Item 4. The audio device according to any of items 2-3, wherein the second exit module is configured to obtain one or more audio device parameters including a first audio device parameter, and wherein the second exit module is configured to predict, based on the first audio device parameter, which second predicted layer of the first model layers to exit from when processing the audio input signal, wherein the second predicted layer is configured to provide a second predicted layer output, and wherein the audio device is configured to determine the audio output signal based on the second predicted layer output.

Item 5. The audio device according to item 4, wherein the first audio device parameter is a power parameter, a battery parameter, and/or a processing capability parameter, and wherein the second exit module is configured to predict, based on the power parameter, the battery parameter, and/or the processing capability parameter, which second predicted layer of the first neural network to exit from when processing the audio input signal.

Item 6. The audio device according to any of items 2-5, wherein the second exit module is configured to predict, based on the audio input signal, which third predicted layer of the first model layers at which a performance, a quality, and/or an efficiency of processing of the audio input signal converges, and wherein the audio device is configured to determine the audio output signal based on the third predicted layer.

Item 7. The audio device according to item 6, wherein to determine the audio output signal based on the prediction comprises to determine, based on the third predicted layer, which layer of the first model layers to exit from when processing the audio input signal.

Item 8. The audio device according to any of items 6-7, wherein the third predicted layer is configured to provide a third predicted layer output, and wherein the audio device is configured to determine the audio output signal based on the third predicted layer output.

Item 9. The audio device according to any of items 6-8, wherein the audio device is configured to determine the audio output signal based on an output of the layer before the third predicted layer.

Item 10. The audio device according to any of items 2-9, wherein the first exit module comprises a second neural network, and wherein to determine whether the intermediate layer output satisfies a first criterion comprises to determine whether the intermediate layer output satisfies the first criterion using the second neural network.

Item 11. A computer-implemented method for training the first neural network of any of items 1-10, wherein the method comprises:

Item 12. A method, performed by an audio device, for enabling efficient neural network processing, wherein the audio device comprises an audio enhancement module comprising a first neural network with first model layers including a first input layer, a plurality of first intermediate model layers, and a first output layer; and a first exit module, wherein the method comprises:

- processing (S106) an audio input signal for provision of an audio output signal using the first neural network, wherein at least one of the first intermediate layers has an exit possibility for providing an intermediate layer output,
- determining (S108), using the first exit module, whether the intermediate layer output satisfies a first criterion, wherein the first criterion is indicative of a performance, a quality, and/or an efficiency of an intermediate layer output, and
- in accordance with the intermediate layer output satisfying the first criterion, determining (S110) the audio output signal based on the intermediate layer output.
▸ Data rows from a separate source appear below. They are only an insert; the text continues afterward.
//! # Command Throttler Module
//!
//! Turns the poller's snapshot stream into a sparse stream of control
//! commands.
//!
//! ## Suppression Rule
//!
//! A snapshot produces no command when either holds:
//!
//! 1. Less than `max(1 / max_rate_hz, min_send_interval)` has elapsed since
//!    the last sent command
//! 2. The controller is at rest: no stick axis above `movement_threshold`,
//!    no trigger above `trigger_threshold`, and none of A, X, Y, RB changed
//!    since the last *sent* snapshot
//!
//! Releasing a watched button is a change, so letting go of A after a send
//! still produces one final command.

use tokio::sync::watch;
use tokio::task::JoinHandle;
use tokio::time::Instant;
use tokio_util::sync::CancellationToken;
use tracing::{debug, info, warn};

use super::command_mapper::CommandMapper;
use super::state::{Button, DeviceSnapshot};
use crate::config::ThrottleConfig;
use crate::protocol::messages::ControlCommand;
use crate::transport::SessionHandle;

/// Buttons whose state change forces a command while at rest.
pub const WATCHED_BUTTONS: [Button; 4] = [Button::A, Button::X, Button::Y, Button::RightBumper];

/// Send-suppression state machine.
///
/// Holds the time and snapshot of the last sent command; everything else
/// is derived per decision.
#[derive(Debug)]
pub struct CommandThrottler {
    config: ThrottleConfig,
    mapper: CommandMapper,
    last_sent_at: Option<Instant>,
    last_sent: DeviceSnapshot,
}

impl CommandThrottler {
    #[must_use]
    pub fn new(config: ThrottleConfig) -> Self {
        let mapper = CommandMapper::new(config.normal_speed, config.precision_speed);
        Self {
            config,
            mapper,
            last_sent_at: None,
            last_sent: DeviceSnapshot::default(),
        }
    }

    /// Decide whether `snapshot` observed at `now` should be sent.
    ///
    /// Returns the command to send, and records it as the last sent one,
    /// or `None` when suppressed.
    pub fn decide(&mut self, snapshot: &DeviceSnapshot, now: Instant) -> Option<ControlCommand> {
        if let Some(at) = self.last_sent_at {
            let elapsed = now.saturating_duration_since(at);
            if elapsed < self.config.min_decision_interval()
                || elapsed < self.config.min_send_interval()
            {
                return None;
            }
        }

        if !self.is_active(snapshot) {
            return None;
        }

        let command = self.mapper.map(snapshot);
        self.last_sent_at = Some(now);
        self.last_sent = snapshot.clone();
        Some(command)
    }

    fn is_active(&self, snapshot: &DeviceSnapshot) -> bool {
        snapshot.any_stick_moved(self.config.movement_threshold)
            || snapshot.any_trigger_pressed(self.config.trigger_threshold)
            || WATCHED_BUTTONS
                .iter()
                .any(|&button| snapshot.pressed(button) != self.last_sent.pressed(button))
    }
}

/// Handle to a running throttler task.
#[derive(Debug)]
pub struct ThrottlerHandle {
    cancel: CancellationToken,
    task: Option<JoinHandle<()>>,
}

impl ThrottlerHandle {
    /// Spawns the throttler on the current tokio runtime.
    ///
    /// The task reacts to every snapshot published on `snapshots` and ends
    /// when cancelled or when the poller drops its sender.
    pub fn spawn(
        throttler: CommandThrottler,
        snapshots: watch::Receiver<DeviceSnapshot>,
        session: SessionHandle,
    ) -> Self {
        let cancel = CancellationToken::new();
        info!("Starting command throttler");
        let task = tokio::spawn(run_throttle_loop(
            throttler,
            snapshots,
            session,
            cancel.clone(),
        ));

        Self {
            cancel,
            task: Some(task),
        }
    }

    /// Stops the throttler and waits for it to exit. Safe to call more
    /// than once.
    pub async fn shutdown(&mut self) {
        self.cancel.cancel();
        if let Some(task) = self.task.take() {
            if let Err(e) = task.await {
                warn!("Throttler task ended abnormally: {}", e);
            }
            info!("Command throttler stopped");
        }
    }
}

impl Drop for ThrottlerHandle {
    fn drop(&mut self) {
        self.cancel.cancel();
    }
}

async fn run_throttle_loop(
    mut throttler: CommandThrottler,
    mut snapshots: watch::Receiver<DeviceSnapshot>,
    session: SessionHandle,
    cancel: CancellationToken,
) {
    loop {
        tokio::select! {
            biased;
            _ = cancel.cancelled() => break,
            changed = snapshots.changed() => {
                if changed.is_err() {
                    debug!("Snapshot channel closed");
                    break;
                }
                let snapshot = snapshots.borrow_and_update().clone();
                if let Some(command) = throttler.decide(&snapshot, Instant::now()) {
                    debug!(
                        "Command: x={:.3} y={:.3} z={:.3} wrist={:.3} gripper={:?}",
                        command.deltas.x,
                        command.deltas.y,
                        command.deltas.z,
                        command.deltas.wrist,
                        command.gripper
                    );
                    session.send_command(command);
                }
            }
        }
    }
}
//! # Controller Module
//!
//! Gamepad input handling.
//!
//! This module handles:
//! - Gamepad detection, hot-plug and state reads via evdev
//! - Applying deadzones, sensitivity and Y inversion
//! - Sampling the bound gamepad at a fixed rate
//! - Throttling snapshots into end-effector commands

pub mod calibration;
pub mod state;
pub mod device;
pub mod poller;
pub mod command_mapper;
pub mod throttle;
//! Single-shot reconnect timer.

use std::time::Duration;
use tokio::time::{sleep_until, Instant};

/// At most one pending reconnect deadline.
///
/// Scheduling again replaces the pending deadline, so a burst of failures
/// still yields exactly one reconnect attempt.
#[derive(Debug, Default)]
pub struct ReconnectTimer {
    deadline: Option<Instant>,
}

impl ReconnectTimer {
    pub fn new() -> Self {
        Self::default()
    }

    pub fn schedule(&mut self, delay: Duration) {
        self.deadline = Some(Instant::now() + delay);
    }

    pub fn cancel(&mut self) {
        self.deadline = None;
    }

    #[must_use]
    pub fn is_armed(&self) -> bool {
        self.deadline.is_some()
    }

    /// Resolves once the deadline passes and disarms the timer. Never
    /// resolves while disarmed.
    pub async fn expired(&mut self) {
        match self.deadline {
            Some(deadline) => {
                sleep_until(deadline).await;
                self.deadline = None;
            }
            None => std::future::pending().await,
        }
    }
}

#[cfg(test)]
mod tests {
    use super::*;

    #[test]
    fn test_new_timer_is_disarmed() {
        assert!(!ReconnectTimer::new().is_armed());
    }

    #[tokio::test(start_paused = true)]
    async fn test_expires_after_delay() {
        let mut timer = ReconnectTimer::new();
        let start = Instant::now();
        timer.schedule(Duration::from_secs(1));

        timer.expired().await;
        assert!(start.elapsed() >= Duration::from_secs(1));
        assert!(!timer.is_armed());
    }

    #[tokio::test(start_paused = true)]
    async fn test_reschedule_replaces_deadline() {
        let mut timer = ReconnectTimer::new();
        let start = Instant::now();
        timer.schedule(Duration::from_secs(1));
        tokio::time::advance(Duration::from_millis(500)).await;
        timer.schedule(Duration::from_secs(1));

        timer.expired().await;
        assert!(start.elapsed() >= Duration::from_millis(1500));
    }

    #[tokio::test(start_paused = true)]
    async fn test_cancel_disarms() {
        let mut timer = ReconnectTimer::new();
        timer.schedule(Duration::from_secs(1));
        timer.cancel();
        assert!(!timer.is_armed());

        let result = tokio::time::timeout(Duration::from_secs(5), timer.expired()).await;
        assert!(result.is_err());
    }
}
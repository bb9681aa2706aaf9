//! Bounded FIFO of messages waiting for a live connection.

use std::collections::VecDeque;
use tracing::warn;

use crate::protocol::messages::OutboundMessage;

/// Outbound queue owned by the session task.
///
/// When full, the oldest message is discarded to make room.
#[derive(Debug)]
pub struct OutboundQueue {
    items: VecDeque<OutboundMessage>,
    capacity: usize,
    dropped: u64,
}

impl OutboundQueue {
    pub fn new(capacity: usize) -> Self {
        let capacity = capacity.max(1);
        Self {
            items: VecDeque::with_capacity(capacity.min(64)),
            capacity,
            dropped: 0,
        }
    }

    /// Appends a message, discarding the oldest one if the queue is full.
    pub fn push(&mut self, message: OutboundMessage) {
        if self.items.len() >= self.capacity {
            self.items.pop_front();
            self.dropped += 1;
            warn!(
                "Outbound queue full ({} messages), dropped oldest ({} total)",
                self.capacity, self.dropped
            );
        }
        self.items.push_back(message);
    }

    #[must_use]
    pub fn front(&self) -> Option<&OutboundMessage> {
        self.items.front()
    }

    pub fn pop_front(&mut self) -> Option<OutboundMessage> {
        self.items.pop_front()
    }

    #[must_use]
    pub fn len(&self) -> usize {
        self.items.len()
    }

    #[must_use]
    pub fn is_empty(&self) -> bool {
        self.items.is_empty()
    }

    /// Messages discarded because the queue was full.
    #[must_use]
    pub fn dropped(&self) -> u64 {
        self.dropped
    }
}
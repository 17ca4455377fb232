//! This module contains the fixed-length bit sequence that stores the exponent
//! and mantissa fields of the simulated floats, and the primitives (add,
//! negate, compare, shift) that the arithmetic kernel is built from.

extern crate alloc;

use alloc::vec;
use alloc::vec::Vec;
use core::cmp::Ordering;
use core::fmt;

/// Reports the kind of values that are lost when we cut a sequence of bits.
/// The first lost bit is the guard bit, and the rest are the sticky bits.
#[derive(Debug, Clone, Copy, PartialEq, Eq)]
pub(crate) enum LossFraction {
    ExactlyZero,  //0000000
    LessThanHalf, //0xxxxxx
    ExactlyHalf,  //1000000
    MoreThanHalf, //1xxxxxx
}

impl LossFraction {
    pub fn is_exactly_zero(&self) -> bool {
        matches!(self, Self::ExactlyZero)
    }
    pub fn is_exactly_half(&self) -> bool {
        matches!(self, Self::ExactlyHalf)
    }
    pub fn is_mt_half(&self) -> bool {
        matches!(self, Self::MoreThanHalf)
    }
    /// Build the loss kind from the guard bit and the sticky bit.
    pub fn from_guard_sticky(guard: bool, sticky: bool) -> Self {
        match (guard, sticky) {
            (false, false) => Self::ExactlyZero,
            (false, true) => Self::LessThanHalf,
            (true, false) => Self::ExactlyHalf,
            (true, true) => Self::MoreThanHalf,
        }
    }
}

/// An ordered sequence of bits with a fixed length. Index zero is the most
/// significant bit. When the sequence is read as a number, bit `i` has the
/// weight `2^(len - 1 - i)`.
#[derive(Clone, PartialEq, Eq, Hash)]
pub struct BitSeq {
    len: usize,
    // Packed bits, least significant word first. The bits above `len` in the
    // last word are always zero.
    words: Vec<u64>,
}

fn word_count(len: usize) -> usize {
    len.div_ceil(64)
}

impl BitSeq {
    /// Returns a sequence of `len` zero bits.
    pub fn zeros(len: usize) -> Self {
        BitSeq {
            len,
            words: vec![0; word_count(len)],
        }
    }

    /// Returns a sequence of `len` one bits.
    pub fn ones(len: usize) -> Self {
        let mut res = BitSeq {
            len,
            words: vec![u64::MAX; word_count(len)],
        };
        res.clear_unused();
        res
    }

    /// Returns a sequence of `len` bits that holds the low bits of `val`.
    pub fn from_u64(len: usize, val: u64) -> Self {
        let mut res = Self::zeros(len);
        if let Some(w) = res.words.first_mut() {
            *w = val;
        }
        res.clear_unused();
        res
    }

    /// Returns the two's complement encoding of `val` in `len` bits.
    pub fn from_i64(len: usize, val: i64) -> Self {
        let mut res = Self::from_u64(len, val as u64);
        if val < 0 {
            for w in res.words.iter_mut().skip(1) {
                *w = u64::MAX;
            }
            res.clear_unused();
        }
        res
    }

    /// Creates a sequence from a list of bits, most significant first.
    pub fn from_bools(bits: &[bool]) -> Self {
        let mut res = Self::zeros(bits.len());
        for (i, b) in bits.iter().enumerate() {
            res.set(i, *b);
        }
        res
    }

    /// Returns the bits of the sequence, most significant first.
    pub fn to_bools(&self) -> Vec<bool> {
        self.iter().collect()
    }

    pub fn iter(&self) -> impl Iterator<Item = bool> + '_ {
        (0..self.len).map(|i| self.get(i))
    }

    pub fn len(&self) -> usize {
        self.len
    }

    pub fn is_empty(&self) -> bool {
        self.len == 0
    }

    fn clear_unused(&mut self) {
        let rem = self.len % 64;
        if rem != 0 {
            if let Some(w) = self.words.last_mut() {
                *w &= (1u64 << rem) - 1;
            }
        }
    }

    // Maps the sequence index to the numeric bit position.
    fn pos(&self, idx: usize) -> usize {
        debug_assert!(idx < self.len, "bit index out of range");
        self.len - 1 - idx
    }

    /// Returns the bit at index `idx` (zero is the MSB).
    pub fn get(&self, idx: usize) -> bool {
        let p = self.pos(idx);
        (self.words[p / 64] >> (p % 64)) & 1 == 1
    }

    /// Sets the bit at index `idx` (zero is the MSB) to `val`.
    pub fn set(&mut self, idx: usize, val: bool) {
        let p = self.pos(idx);
        let mask = 1u64 << (p % 64);
        if val {
            self.words[p / 64] |= mask;
        } else {
            self.words[p / 64] &= !mask;
        }
    }

    /// Returns the least significant bit.
    pub fn last(&self) -> bool {
        self.len > 0 && self.words[0] & 1 == 1
    }

    pub fn is_all_zero(&self) -> bool {
        self.words.iter().all(|w| *w == 0)
    }

    pub fn is_all_one(&self) -> bool {
        *self == Self::ones(self.len)
    }

    /// Returns the sequence as an unsigned number, or u64::MAX if it does not
    /// fit.
    pub fn to_u64_saturating(&self) -> u64 {
        if self.words.iter().skip(1).any(|w| *w != 0) {
            return u64::MAX;
        }
        self.words.first().copied().unwrap_or(0)
    }

    /// Reads the sequence as a two's complement number, saturating to the
    /// range of i64.
    pub fn to_i64_saturating(&self) -> i64 {
        if self.is_empty() || !self.get(0) {
            return self.to_u64_saturating().min(i64::MAX as u64) as i64;
        }
        let magnitude = self.negate().0.to_u64_saturating();
        if magnitude > i64::MAX as u64 {
            return i64::MIN;
        }
        -(magnitude as i64)
    }

    /// Ripple-carry addition of two sequences of the same length. Returns the
    /// sum and the carry out of the most significant bit.
    pub fn add(&self, other: &Self) -> (Self, bool) {
        debug_assert_eq!(self.len, other.len, "adding sequences of mixed size");
        let mut res = Self::zeros(self.len);
        let mut carry = false;
        for i in 0..self.words.len() {
            let (s0, c0) = self.words[i].overflowing_add(other.words[i]);
            let (s1, c1) = s0.overflowing_add(carry as u64);
            res.words[i] = s1;
            carry = c0 || c1;
        }
        let rem = self.len % 64;
        if rem != 0 {
            if let Some(w) = res.words.last() {
                carry = (w >> rem) & 1 == 1;
            }
            res.clear_unused();
        }
        (res, carry)
    }

    /// Two's complement negation (invert all bits and add one). The carry is
    /// set only when the input was zero.
    pub fn negate(&self) -> (Self, bool) {
        let mut inverted = BitSeq {
            len: self.len,
            words: self.words.iter().map(|w| !w).collect(),
        };
        inverted.clear_unused();
        let carry = inverted.increment();
        (inverted, carry)
    }

    /// Computes `self - subtrahend` as `self + negate(subtrahend)`. The carry
    /// of the addition is dropped.
    pub fn subtract(&self, subtrahend: &Self) -> Self {
        let (neg, carry) = subtrahend.negate();
        if carry {
            // The subtrahend was zero.
            return self.clone();
        }
        self.add(&neg).0
    }

    /// Adds one to the sequence. Returns true if the sequence wrapped around.
    pub fn increment(&mut self) -> bool {
        let one = Self::from_u64(self.len, 1);
        let (sum, carry) = self.add(&one);
        *self = sum;
        carry
    }

    /// Compares two sequences of the same length as unsigned numbers.
    pub fn magnitude_compare(&self, other: &Self) -> Ordering {
        debug_assert_eq!(self.len, other.len, "comparing mixed size sequences");
        for i in (0..self.words.len()).rev() {
            match self.words[i].cmp(&other.words[i]) {
                Ordering::Equal => continue,
                ord => return ord,
            }
        }
        Ordering::Equal
    }

    /// Compares the partial remainder of a long division against a divisor
    /// that is given without its implicit leading one. The remainder carries
    /// two more bits than the divisor: a zero and the synthetic leading one.
    pub fn magnitude_compare_division(&self, divisor: &Self) -> Ordering {
        debug_assert_eq!(self.len, divisor.len + 2);
        let full = Self::from_bools(&[false, true]).concat(divisor);
        self.magnitude_compare(&full)
    }

    /// Shifts the sequence one bit towards the MSB. The leading bit is
    /// dropped and a zero is appended at the end.
    pub fn shift_left_dropping_msb(&mut self) {
        self.shift_left(1);
    }

    /// Shifts the sequence `n` bits towards the MSB, dropping the bits that
    /// leave the sequence.
    pub fn shift_left(&mut self, n: usize) {
        if n == 0 {
            return;
        }
        if n >= self.len {
            *self = Self::zeros(self.len);
            return;
        }
        let (ws, bs) = (n / 64, n % 64);
        for i in (0..self.words.len()).rev() {
            let mut val = 0;
            if i >= ws {
                val = self.words[i - ws] << bs;
                if bs > 0 && i > ws {
                    val |= self.words[i - ws - 1] >> (64 - bs);
                }
            }
            self.words[i] = val;
        }
        self.clear_unused();
    }

    /// Shifts the sequence `n` bits towards the LSB. Returns true if any of
    /// the dropped bits was set.
    pub fn shift_right(&mut self, n: usize) -> bool {
        if n == 0 {
            return false;
        }
        if n >= self.len {
            let lost = !self.is_all_zero();
            *self = Self::zeros(self.len);
            return lost;
        }
        let lost = self.low_bits_nonzero(n);
        let (ws, bs) = (n / 64, n % 64);
        let wc = self.words.len();
        for i in 0..wc {
            let mut val = 0;
            if i + ws < wc {
                val = self.words[i + ws] >> bs;
                if bs > 0 && i + ws + 1 < wc {
                    val |= self.words[i + ws + 1] << (64 - bs);
                }
            }
            self.words[i] = val;
        }
        lost
    }

    /// Shifts right by `n` bits and ORs everything that was dropped into the
    /// least significant bit.
    pub fn shift_right_sticky(&mut self, n: usize) {
        if self.shift_right(n) {
            let last = self.len - 1;
            self.set(last, true);
        }
    }

    // Returns true if any of the `n` least significant bits is set.
    fn low_bits_nonzero(&self, n: usize) -> bool {
        let full = n / 64;
        if self.words[..full].iter().any(|w| *w != 0) {
            return true;
        }
        let rem = n % 64;
        rem != 0 && self.words[full] & ((1u64 << rem) - 1) != 0
    }

    /// Returns the number of zero bits before the first set bit.
    pub fn leading_zeros(&self) -> usize {
        let padding = self.words.len() * 64 - self.len;
        let mut zeros = 0;
        for w in self.words.iter().rev() {
            if *w != 0 {
                return zeros + w.leading_zeros() as usize - padding;
            }
            zeros += 64;
        }
        self.len
    }

    /// Returns the number of bits needed to represent the sequence as an
    /// unsigned number, which is `floor(log2(x)) + 1` for non-zero values.
    pub fn significant_bits(&self) -> usize {
        self.len - self.leading_zeros()
    }

    /// Returns the sub-sequence `[start, end)`.
    pub fn slice(&self, start: usize, end: usize) -> Self {
        debug_assert!(start <= end && end <= self.len);
        let mut copy = self.clone();
        copy.shift_right(self.len - end);
        copy.low_bits(end - start)
    }

    // Keep the `width` least significant bits.
    fn low_bits(&self, width: usize) -> Self {
        let mut res = Self::zeros(width);
        let wc = res.words.len();
        res.words.copy_from_slice(&self.words[..wc]);
        res.clear_unused();
        res
    }

    /// Returns the sequence with `extra` zero bits added before the MSB. The
    /// numeric value is unchanged.
    pub fn zero_extend(&self, extra: usize) -> Self {
        let mut res = Self::zeros(self.len + extra);
        res.words[..self.words.len()].copy_from_slice(&self.words);
        res
    }

    /// Returns the concatenation of `self` (high part) and `other`.
    pub fn concat(&self, other: &Self) -> Self {
        let mut res = self.zero_extend(other.len);
        res.shift_left(other.len);
        for (i, w) in other.words.iter().enumerate() {
            res.words[i] |= w;
        }
        res
    }

    /// Returns the sequence truncated, or padded with zeros at the end, to
    /// `len` bits. The leading bits are kept in place.
    pub fn resized(&self, len: usize) -> Self {
        if len <= self.len {
            return self.slice(0, len);
        }
        self.concat(&Self::zeros(len - self.len))
    }

    /// Describes the bits from index `cut` to the end, as the bits that are
    /// lost when the sequence is truncated to `cut` bits.
    pub(crate) fn loss_from(&self, cut: usize) -> LossFraction {
        if cut >= self.len {
            return LossFraction::ExactlyZero;
        }
        let guard = self.get(cut);
        let rest = self.len - cut - 1;
        let sticky = rest > 0 && self.low_bits_nonzero(rest);
        LossFraction::from_guard_sticky(guard, sticky)
    }
}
Item 13. The method according to item 12, the method comprising:

- obtaining (S102), using a second exit module, one or more features of the audio input signal including a first feature,
- predicting (S104), based on the first feature, which first predicted layer of the first model layers to exit from when processing (S106) the audio input signal, wherein the first predicted layer is configured to provide a first predicted layer output, and
- determining (S110A) the audio output signal based on the first predicted layer output.

Item 14. The method according to item 13, the method comprising:

- obtaining (S103), using the second exit module, one or more audio device parameters including a first audio device parameter,
- predicting (S105), using the second exit module and based on the first audio device parameter, which second predicted layer of the first model layers to exit from when processing (S106) the audio input signal, wherein the second predicted layer is configured to provide a second predicted layer output, and
- determining (S110B) the audio output signal based on the second predicted layer output.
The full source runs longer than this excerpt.